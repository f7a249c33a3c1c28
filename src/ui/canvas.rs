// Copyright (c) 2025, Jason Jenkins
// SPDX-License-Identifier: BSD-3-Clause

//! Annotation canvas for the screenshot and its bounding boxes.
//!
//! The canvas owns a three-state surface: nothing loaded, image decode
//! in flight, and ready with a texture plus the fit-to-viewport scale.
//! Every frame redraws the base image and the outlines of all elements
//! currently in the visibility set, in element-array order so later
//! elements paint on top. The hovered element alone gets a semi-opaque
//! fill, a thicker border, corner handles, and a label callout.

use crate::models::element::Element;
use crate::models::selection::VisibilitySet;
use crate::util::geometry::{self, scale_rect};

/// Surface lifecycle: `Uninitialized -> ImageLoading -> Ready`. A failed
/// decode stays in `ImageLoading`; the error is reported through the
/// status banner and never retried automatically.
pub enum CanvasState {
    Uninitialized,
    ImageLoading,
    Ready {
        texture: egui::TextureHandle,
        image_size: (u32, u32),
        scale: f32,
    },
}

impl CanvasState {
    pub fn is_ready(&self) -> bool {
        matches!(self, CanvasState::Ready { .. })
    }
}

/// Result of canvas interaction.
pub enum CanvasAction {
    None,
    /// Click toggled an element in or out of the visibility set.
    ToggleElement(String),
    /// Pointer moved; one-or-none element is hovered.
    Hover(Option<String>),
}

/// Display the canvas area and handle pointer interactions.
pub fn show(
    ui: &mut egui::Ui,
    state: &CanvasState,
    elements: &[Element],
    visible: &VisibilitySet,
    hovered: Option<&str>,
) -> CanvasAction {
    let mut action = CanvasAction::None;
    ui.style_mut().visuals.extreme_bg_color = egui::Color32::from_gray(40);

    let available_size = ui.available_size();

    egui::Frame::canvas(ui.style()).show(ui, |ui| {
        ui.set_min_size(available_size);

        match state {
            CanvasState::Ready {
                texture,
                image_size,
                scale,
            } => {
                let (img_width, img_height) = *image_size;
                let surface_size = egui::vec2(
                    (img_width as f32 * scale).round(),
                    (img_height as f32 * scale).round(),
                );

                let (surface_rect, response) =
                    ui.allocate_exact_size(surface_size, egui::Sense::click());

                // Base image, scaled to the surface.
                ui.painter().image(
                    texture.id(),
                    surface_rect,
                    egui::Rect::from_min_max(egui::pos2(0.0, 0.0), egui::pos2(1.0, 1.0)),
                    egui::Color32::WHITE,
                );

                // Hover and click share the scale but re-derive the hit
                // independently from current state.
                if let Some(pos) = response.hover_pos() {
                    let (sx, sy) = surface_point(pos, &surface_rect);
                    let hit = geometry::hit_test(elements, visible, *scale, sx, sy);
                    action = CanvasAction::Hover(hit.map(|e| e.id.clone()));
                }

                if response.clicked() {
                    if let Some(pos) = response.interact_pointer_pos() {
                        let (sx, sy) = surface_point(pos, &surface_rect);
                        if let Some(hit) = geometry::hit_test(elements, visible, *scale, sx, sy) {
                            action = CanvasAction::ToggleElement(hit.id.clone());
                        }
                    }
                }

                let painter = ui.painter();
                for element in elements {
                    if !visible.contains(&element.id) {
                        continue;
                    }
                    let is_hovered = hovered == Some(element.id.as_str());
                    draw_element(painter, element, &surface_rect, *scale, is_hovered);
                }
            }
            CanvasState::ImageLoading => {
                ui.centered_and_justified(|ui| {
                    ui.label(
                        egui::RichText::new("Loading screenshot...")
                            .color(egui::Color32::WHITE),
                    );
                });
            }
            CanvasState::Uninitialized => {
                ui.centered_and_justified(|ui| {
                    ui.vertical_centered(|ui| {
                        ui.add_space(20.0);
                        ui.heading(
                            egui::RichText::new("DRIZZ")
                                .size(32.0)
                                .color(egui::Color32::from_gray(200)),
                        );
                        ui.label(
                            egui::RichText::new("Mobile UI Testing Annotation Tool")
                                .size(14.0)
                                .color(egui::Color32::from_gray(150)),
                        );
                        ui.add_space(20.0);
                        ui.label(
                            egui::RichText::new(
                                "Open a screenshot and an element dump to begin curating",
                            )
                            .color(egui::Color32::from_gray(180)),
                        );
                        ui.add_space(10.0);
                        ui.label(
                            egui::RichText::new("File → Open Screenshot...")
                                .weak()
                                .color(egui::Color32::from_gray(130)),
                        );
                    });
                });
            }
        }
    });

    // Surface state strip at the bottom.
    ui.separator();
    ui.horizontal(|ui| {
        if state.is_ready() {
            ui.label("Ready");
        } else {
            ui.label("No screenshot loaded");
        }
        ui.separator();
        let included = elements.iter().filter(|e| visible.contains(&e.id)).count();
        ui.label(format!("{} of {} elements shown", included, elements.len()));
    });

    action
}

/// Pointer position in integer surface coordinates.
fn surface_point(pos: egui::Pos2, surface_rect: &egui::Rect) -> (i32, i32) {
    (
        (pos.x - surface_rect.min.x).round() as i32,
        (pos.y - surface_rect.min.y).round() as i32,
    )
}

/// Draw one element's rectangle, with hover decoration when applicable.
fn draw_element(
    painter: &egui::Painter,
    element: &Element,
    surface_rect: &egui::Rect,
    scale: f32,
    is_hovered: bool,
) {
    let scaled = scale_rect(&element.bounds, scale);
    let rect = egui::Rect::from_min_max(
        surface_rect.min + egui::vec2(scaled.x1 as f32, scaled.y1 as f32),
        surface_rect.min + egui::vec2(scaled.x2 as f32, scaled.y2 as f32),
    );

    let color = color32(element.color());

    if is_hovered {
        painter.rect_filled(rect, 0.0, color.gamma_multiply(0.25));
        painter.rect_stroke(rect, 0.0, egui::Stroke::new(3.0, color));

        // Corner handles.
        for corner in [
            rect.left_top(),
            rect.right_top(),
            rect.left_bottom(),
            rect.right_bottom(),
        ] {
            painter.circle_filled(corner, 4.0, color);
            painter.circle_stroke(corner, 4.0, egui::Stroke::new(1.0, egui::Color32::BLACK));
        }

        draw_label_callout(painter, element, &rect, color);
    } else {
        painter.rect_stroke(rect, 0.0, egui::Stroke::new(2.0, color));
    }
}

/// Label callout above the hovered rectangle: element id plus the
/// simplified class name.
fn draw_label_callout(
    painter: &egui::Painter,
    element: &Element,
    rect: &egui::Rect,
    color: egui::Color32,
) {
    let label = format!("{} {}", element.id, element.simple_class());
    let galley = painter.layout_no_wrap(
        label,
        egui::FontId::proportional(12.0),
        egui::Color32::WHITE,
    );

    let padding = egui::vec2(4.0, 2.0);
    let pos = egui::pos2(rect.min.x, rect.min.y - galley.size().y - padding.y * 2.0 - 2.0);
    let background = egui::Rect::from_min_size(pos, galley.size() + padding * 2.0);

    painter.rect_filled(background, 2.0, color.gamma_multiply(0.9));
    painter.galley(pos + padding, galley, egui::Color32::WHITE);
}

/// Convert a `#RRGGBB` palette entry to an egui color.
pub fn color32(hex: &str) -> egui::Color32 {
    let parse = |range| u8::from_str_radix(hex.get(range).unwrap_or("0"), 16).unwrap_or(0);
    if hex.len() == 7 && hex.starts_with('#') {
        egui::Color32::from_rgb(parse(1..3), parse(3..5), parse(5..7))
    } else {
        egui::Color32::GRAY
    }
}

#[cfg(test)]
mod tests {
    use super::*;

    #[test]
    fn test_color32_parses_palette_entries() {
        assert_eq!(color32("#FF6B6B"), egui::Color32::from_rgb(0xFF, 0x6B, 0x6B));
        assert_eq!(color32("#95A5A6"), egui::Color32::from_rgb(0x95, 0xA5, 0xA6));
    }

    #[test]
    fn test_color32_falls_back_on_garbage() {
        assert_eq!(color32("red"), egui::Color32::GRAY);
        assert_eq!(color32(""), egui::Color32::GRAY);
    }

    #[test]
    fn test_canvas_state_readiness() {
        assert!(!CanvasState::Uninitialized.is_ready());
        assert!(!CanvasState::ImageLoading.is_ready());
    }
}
━━━━━━━━━━
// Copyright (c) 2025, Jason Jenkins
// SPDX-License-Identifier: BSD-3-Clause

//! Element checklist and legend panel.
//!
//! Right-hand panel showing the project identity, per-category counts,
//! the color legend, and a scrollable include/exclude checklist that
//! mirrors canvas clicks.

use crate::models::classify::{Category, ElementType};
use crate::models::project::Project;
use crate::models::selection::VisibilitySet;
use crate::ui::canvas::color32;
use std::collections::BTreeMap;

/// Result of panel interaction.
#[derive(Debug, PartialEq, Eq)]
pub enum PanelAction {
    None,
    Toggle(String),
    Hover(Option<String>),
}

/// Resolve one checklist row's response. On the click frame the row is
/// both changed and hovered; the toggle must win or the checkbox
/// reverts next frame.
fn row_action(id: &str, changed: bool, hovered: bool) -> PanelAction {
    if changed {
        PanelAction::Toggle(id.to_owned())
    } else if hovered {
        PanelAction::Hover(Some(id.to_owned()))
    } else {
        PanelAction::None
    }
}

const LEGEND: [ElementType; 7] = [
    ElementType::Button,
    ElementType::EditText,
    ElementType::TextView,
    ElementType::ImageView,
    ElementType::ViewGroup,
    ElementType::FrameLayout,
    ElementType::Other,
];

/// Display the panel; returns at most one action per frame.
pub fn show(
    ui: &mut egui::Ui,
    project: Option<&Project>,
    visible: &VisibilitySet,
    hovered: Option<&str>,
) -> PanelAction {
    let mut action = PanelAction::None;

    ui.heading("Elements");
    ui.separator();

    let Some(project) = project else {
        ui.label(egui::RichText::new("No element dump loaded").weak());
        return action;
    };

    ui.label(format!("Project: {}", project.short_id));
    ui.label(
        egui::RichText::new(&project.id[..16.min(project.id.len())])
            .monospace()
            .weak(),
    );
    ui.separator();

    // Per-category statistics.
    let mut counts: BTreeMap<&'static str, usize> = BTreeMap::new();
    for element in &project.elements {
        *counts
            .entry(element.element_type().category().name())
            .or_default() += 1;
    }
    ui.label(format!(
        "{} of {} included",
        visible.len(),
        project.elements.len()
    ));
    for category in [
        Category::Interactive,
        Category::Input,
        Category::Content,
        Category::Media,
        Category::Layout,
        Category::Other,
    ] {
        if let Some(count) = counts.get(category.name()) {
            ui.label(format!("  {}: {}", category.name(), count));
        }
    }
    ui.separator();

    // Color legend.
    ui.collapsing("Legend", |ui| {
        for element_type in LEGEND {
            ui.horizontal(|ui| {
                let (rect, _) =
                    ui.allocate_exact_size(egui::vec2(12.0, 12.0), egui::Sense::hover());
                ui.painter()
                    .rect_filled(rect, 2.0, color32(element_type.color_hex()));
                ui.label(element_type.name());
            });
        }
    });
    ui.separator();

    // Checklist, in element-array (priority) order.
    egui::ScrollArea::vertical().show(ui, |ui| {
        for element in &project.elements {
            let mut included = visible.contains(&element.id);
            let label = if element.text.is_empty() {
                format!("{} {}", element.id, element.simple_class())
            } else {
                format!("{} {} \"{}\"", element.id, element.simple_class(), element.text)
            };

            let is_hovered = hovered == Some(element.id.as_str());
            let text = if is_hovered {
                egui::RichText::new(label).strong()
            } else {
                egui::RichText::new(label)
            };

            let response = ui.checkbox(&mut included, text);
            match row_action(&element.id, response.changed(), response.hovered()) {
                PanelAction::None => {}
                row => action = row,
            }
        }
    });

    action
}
━━━━━━━━━━
What you are asked to do:
In the lines above, find each one with "entry" and list it.

Solution:
/// Convert a `#RRGGBB` palette entry to an egui color.
            .entry(element.element_type().category().name())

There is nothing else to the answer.